From the outset, the Vietnam War manifested itself as a conflict that could only be settled by prolonged engagement. Because the war was fundamentally an ideological struggle between the democratic, capitalist United States and the Communist bloc of the U.S.S.R. and China, the strategy formulated by both democratic and communist advisory forces in North and South Vietnam conformed to accepted Cold War military practices. However, while initially similar to the war in Korea, the war in Vietnam soon outgrew and exceeded the expectations of U.S. strategists, evolving into one the longest and most bitterly contested campaigns in U.S. history. The reasons for this relative loss of control on the part of the American executors of the war were manifold, but perhaps the most influential forces can be attributed, firstly, to the obduracy of the North Vietnamese and their allies in the South in the face of perceived American imperialism and, secondly, to the respective international policies of five successive American presidents in regards to U.S. military action in Vietnam and neighboring Laos and Cambodia. In the following essay I will provide a relatively brief but concise outline of the ways in which these distinct yet interrelated factors contributed to a protracted U.S. military presence in Vietnam.

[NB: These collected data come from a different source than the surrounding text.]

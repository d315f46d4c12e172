//! Request handling and transformation.
//!
//! # Responsibilities
//! - Generate a unique request ID (UUID v4) for every inbound request
//! - Prepare inbound headers for forwarding to an upstream
//!
//! # Design Decisions
//! - Request ID added as early as possible for tracing
//! - A client-supplied `x-request-id` is kept, not replaced
//! - `Host` is rewritten by the outbound client, so it is dropped here

use axum::http::{header, HeaderMap, HeaderName, HeaderValue, Request};
use tower_http::request_id::{MakeRequestId, RequestId};
use uuid::Uuid;

use crate::http::response::strip_hop_by_hop;

pub const X_REQUEST_ID: HeaderName = HeaderName::from_static("x-request-id");

/// Issues a fresh UUID v4 request ID.
#[derive(Debug, Clone, Copy, Default)]
pub struct UuidRequestId;

impl MakeRequestId for UuidRequestId {
    fn make_request_id<B>(&mut self, _request: &Request<B>) -> Option<RequestId> {
        HeaderValue::from_str(&Uuid::new_v4().to_string())
            .ok()
            .map(RequestId::new)
    }
}

/// The request ID recorded on `headers`, if any.
pub fn request_id(headers: &HeaderMap) -> Option<&str> {
    headers.get(X_REQUEST_ID).and_then(|v| v.to_str().ok())
}

/// Copy of `headers` that is safe to send upstream.
pub fn forwardable_headers(headers: &HeaderMap) -> HeaderMap {
    let mut forwarded = headers.clone();
    forwarded.remove(header::HOST);
    strip_hop_by_hop(&mut forwarded);
    forwarded
}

To begin, the North Vietnamese communist represented a new wave of Vietnamese nationalists and freedom fighters. Since the earliest days of French colonial occupation, the Vietnamese people had struggled to free themselves from Western oppression. As a result, prominent leaders such as Ho Chi Minh had inherited and adopted the spirit of nationalism from earlier leaders such as Phan Chu Trinh and Phan Boi Chau...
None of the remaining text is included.